When Alex Chilton Held Blurt’s Guitar

 

Wandering around in a New Orleans graveyard for
the “Cutting Edge” cameras.

 

By Fred Mills

 

Flashback time:

 

Sometime in 1985, not long after he had released the Feudalist Tarts EP, Alex Chilton was filmed
for a segment of MTV series I.R.S.
Records Presents The Cutting Edge
. The show, which aired once a month on Sunday
nights (and as a result is sometimes confused with another MTV show, 120 Minutes), ran from 1983 to 1987 and was hosted by Fleshtones frontman Peter
Zaremba.

 

In the segment, Zaremba introduces Chilton, who then plays a
little guitar/harp blues (“Lost My Job”) while strolling around in a New
Orleans graveyard, talks a bit about himself and about living in New Orleans, and finishes
up doing a few refrains of the Box Tops hit “The Letter.”

 

It’s a nice little clip, which you can view below (note that
it is mistakenly labeled “120 Minutes”) – it’s literally been 20 years or so
since I’ve seen it, but today a friend told me it was on YouTube.

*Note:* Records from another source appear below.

//! Options and entries of the `link` directive.
use serde::Deserialize;
use serde_yaml::Value;
use std::fmt;
use std::path::MAIN_SEPARATOR;
use std::str::FromStr;

use super::{invalid, key_str, options_from};
use crate::error::ConfigError;
use crate::resources::paths::expand_user;

const DIRECTIVE: &str = "link";

/// Kind of link to create.
#[derive(Debug, Clone, Copy, PartialEq, Eq, Default)]
pub enum LinkType {
    /// A symbolic link recording the source path.
    #[default]
    Symlink,
    /// A hard link sharing the source's inode.
    Hardlink,
}

impl FromStr for LinkType {
    type Err = ConfigError;

    fn from_str(s: &str) -> Result<Self, Self::Err> {
        match s {
            "symlink" => Ok(Self::Symlink),
            "hardlink" => Ok(Self::Hardlink),
            other => Err(ConfigError::UnknownLinkType(other.to_string())),
        }
    }
}

impl fmt::Display for LinkType {
    fn fmt(&self, f: &mut fmt::Formatter<'_>) -> fmt::Result {
        match self {
            Self::Symlink => f.write_str("symlink"),
            Self::Hardlink => f.write_str("hardlink"),
        }
    }
}

/// One layer of link options as written in configuration.
///
/// Used both for the `defaults` block and for a target's extended form;
/// unset fields fall through to the layer below.
#[derive(Debug, Clone, Default, Deserialize)]
#[serde(rename_all = "kebab-case")]
pub struct LinkOverrides {
    /// Source path (extended form only).
    pub path: Option<String>,
    /// Record a relative path instead of an absolute one.
    pub relative: Option<bool>,
    /// Resolve the base directory through symlinks.
    pub canonicalize: Option<bool>,
    /// Older spelling of `canonicalize`; `canonicalize` wins when both are set.
    pub canonicalize_path: Option<bool>,
    /// `symlink` or `hardlink`.
    #[serde(rename = "type")]
    pub link_type: Option<String>,
    /// Remove conflicting files and directories.
    pub force: Option<bool>,
    /// Replace conflicting symlinks.
    pub relink: Option<bool>,
    /// Create missing parent directories.
    pub create: Option<bool>,
    /// Treat the source as a glob pattern.
    pub glob: Option<bool>,
    /// Prepended to glob-derived target names.
    pub prefix: Option<String>,
    /// Shell test; the target is skipped unless it exits zero.
    #[serde(rename = "if")]
    pub test: Option<String>,
    /// Link even when the source does not exist yet.
    pub ignore_missing: Option<bool>,
    /// Glob patterns removed from the glob matches.
    pub exclude: Option<Vec<String>>,
}

/// Fully resolved options for one link target.
#[derive(Debug, Clone, PartialEq, Eq)]
pub struct LinkOptions {
    /// Record a relative path instead of an absolute one.
    pub relative: bool,
    /// Resolve the base directory through symlinks.
    pub canonicalize: bool,
    /// Kind of link.
    pub link_type: LinkType,
    /// Remove conflicting files and directories.
    pub force: bool,
    /// Replace conflicting symlinks.
    pub relink: bool,
    /// Create missing parent directories.
    pub create: bool,
    /// Treat the source as a glob pattern.
    pub glob: bool,
    /// Prepended to glob-derived target names.
    pub prefix: String,
    /// Shell test gating the target.
    pub test: Option<String>,
    /// Link even when the source does not exist yet.
    pub ignore_missing: bool,
    /// Glob patterns removed from the glob matches.
    pub exclude: Vec<String>,
}

impl Default for LinkOptions {
    fn default() -> Self {
        Self {
            relative: false,
            canonicalize: true,
            link_type: LinkType::Symlink,
            force: false,
            relink: false,
            create: false,
            glob: false,
            prefix: String::new(),
            test: None,
            ignore_missing: false,
            exclude: Vec::new(),
        }
    }
}

impl LinkOptions {
    /// Layer `overrides` on top of these options.
    ///
    /// # Errors
    ///
    /// Returns [`ConfigError::UnknownLinkType`] for a `type` other than
    /// `symlink` or `hardlink`.
    pub fn merged(&self, overrides: &LinkOverrides) -> Result<Self, ConfigError> {
        let link_type = match &overrides.link_type {
            Some(raw) => raw.parse()?,
            None => self.link_type,
        };
        Ok(Self {
            relative: overrides.relative.unwrap_or(self.relative),
            canonicalize: overrides
                .canonicalize
                .or(overrides.canonicalize_path)
                .unwrap_or(self.canonicalize),
            link_type,
            force: overrides.force.unwrap_or(self.force),
            relink: overrides.relink.unwrap_or(self.relink),
            create: overrides.create.unwrap_or(self.create),
            glob: overrides.glob.unwrap_or(self.glob),
            prefix: overrides.prefix.clone().unwrap_or_else(|| self.prefix.clone()),
            test: overrides.test.clone().or_else(|| self.test.clone()),
            ignore_missing: overrides.ignore_missing.unwrap_or(self.ignore_missing),
            exclude: overrides
                .exclude
                .clone()
                .unwrap_or_else(|| self.exclude.clone()),
        })
    }
}

/// One configured link: target, source, and resolved options.
#[derive(Debug, Clone, PartialEq, Eq)]
pub struct LinkSpec {
    /// Target path with `~` and variables expanded.
    pub target: String,
    /// Source path (or glob pattern) relative to the base directory, expanded.
    pub source: String,
    /// Resolved options.
    pub options: LinkOptions,
}

/// Value side of a link entry.
#[derive(Debug, Deserialize)]
#[serde(untagged)]
enum LinkValue {
    /// Plain string: `~/.vimrc: vimrc`.
    Source(String),
    /// Mapping: `~/.vimrc: {path: vimrc, relink: true}`.
    Extended(Box<LinkOverrides>),
}

/// Source implied by a target: its basename with one leading `.` removed.
#[must_use]
pub fn default_source(target: &str) -> String {
    let basename = target.rsplit(['/', MAIN_SEPARATOR]).next().unwrap_or(target);
    basename.strip_prefix('.').unwrap_or(basename).to_string()
}

/// Parse `link` directive data, layering each entry over `defaults`.
///
/// Every entry is validated before any is returned, so a bad `type` or a
/// malformed entry fails the whole directive before anything is touched.
///
/// # Errors
///
/// Returns an error if the data is not a mapping, an entry or the defaults
/// have the wrong shape, or a link type is not recognized.
pub fn parse(data: &Value, defaults: Option<&Value>) -> Result<Vec<LinkSpec>, ConfigError> {
    let base = LinkOptions::default().merged(&options_from::<LinkOverrides>(DIRECTIVE, defaults)?)?;
    let entries = match data {
        Value::Mapping(map) => map,
        Value::Null => return Ok(Vec::new()),
        _ => return Err(invalid(DIRECTIVE, "expected a mapping of targets to sources")),
    };

    let mut specs = Vec::with_capacity(entries.len());
    for (key, value) in entries {
        let target = expand_user(key_str(DIRECTIVE, key)?);
        let entry: Option<LinkValue> = serde_yaml::from_value(value.clone())
            .map_err(|e| invalid(DIRECTIVE, format!("{target}: {e}")))?;
        let (path, options) = match entry {
            None => (None, base.clone()),
            Some(LinkValue::Source(path)) => (Some(path), base.clone()),
            Some(LinkValue::Extended(overrides)) => (overrides.path.clone(), base.merged(&overrides)?),
        };
        let source = expand_user(&path.unwrap_or_else(|| default_source(&target)));
        specs.push(LinkSpec {
            target,
            source,
            options,
        });
    }
    Ok(specs)
}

The reason I
mention the clip is that after Chilton passed away unexpectedly on March 17, I
wrote a brief obituary for him here at Blurt, and included this personal
anecdote:

 

One time I met him a few hours before he was to perform at a small club in Charlotte, NC,
he invited me to join him at the booth he was relaxing in and we chatted for a
little while about friends we had in common. One mutual friend in particular
was of interest to him: back in the mid ‘80s I had sold an acoustic Takamine
guitar to a friend who had moved to New Orleans,
where Chilton had relocated from Memphis
some time earlier. Turns out he had met her through the Tav Falco/Panther Burns
crowd, and not long after she bought the guitar from me he was approached by
MTV to appear on a segment of their “Cutting Edge” program. Not
having a decent acoustic guitar himself, Chilton asked her if he could borrow
hers – mine – for the taping. When I told Chilton I got a kick out of seeing
him play my guitar on national television, he shook his head and grinned.
“I remember that!” he said, laughing. “That was a damn good
guitar. I wanted to buy it from her.”

 

So there you have it. He was right – it was a damn good guitar. I should’ve hung on to it. But then, I wouldn’t be able to tell you this story now if I did hang on to it. I guess you
could say it had a good trajectory, too.